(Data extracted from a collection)
■ ■ ■
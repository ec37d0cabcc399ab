//! Semantic layer: assembly metadata and per-file name binding.

pub mod metadata;
pub mod model;

pub use metadata::{Compilation, ReturnShape, SymbolId};
pub use model::SemanticModel;
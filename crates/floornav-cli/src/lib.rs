//! Floor navigation CLI library.
//!
//! Command handlers, logging setup, terminal styling and output formatting
//! for the `floornav-cli` binary.

pub mod commands;
pub mod logging;
pub mod output;
pub mod terminal;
■ ■ ■
* _REQUIRED WORK_
Write the complete data out, exactly as above.

* _RESULT_
repository ec37d0cabcc399ab
//! Semantic layer: assembly metadata and per-file name binding.

pub mod metadata;
pub mod model;

pub use metadata::{Compilation, ReturnShape, SymbolId};
pub use model::SemanticModel;
filename crates/floornav-cli/src/lib.rs
//! Floor navigation CLI library.
//!
//! Command handlers, logging setup, terminal styling and output formatting
//! for the `floornav-cli` binary.

pub mod commands;
pub mod logging;
pub mod output;
pub mod terminal;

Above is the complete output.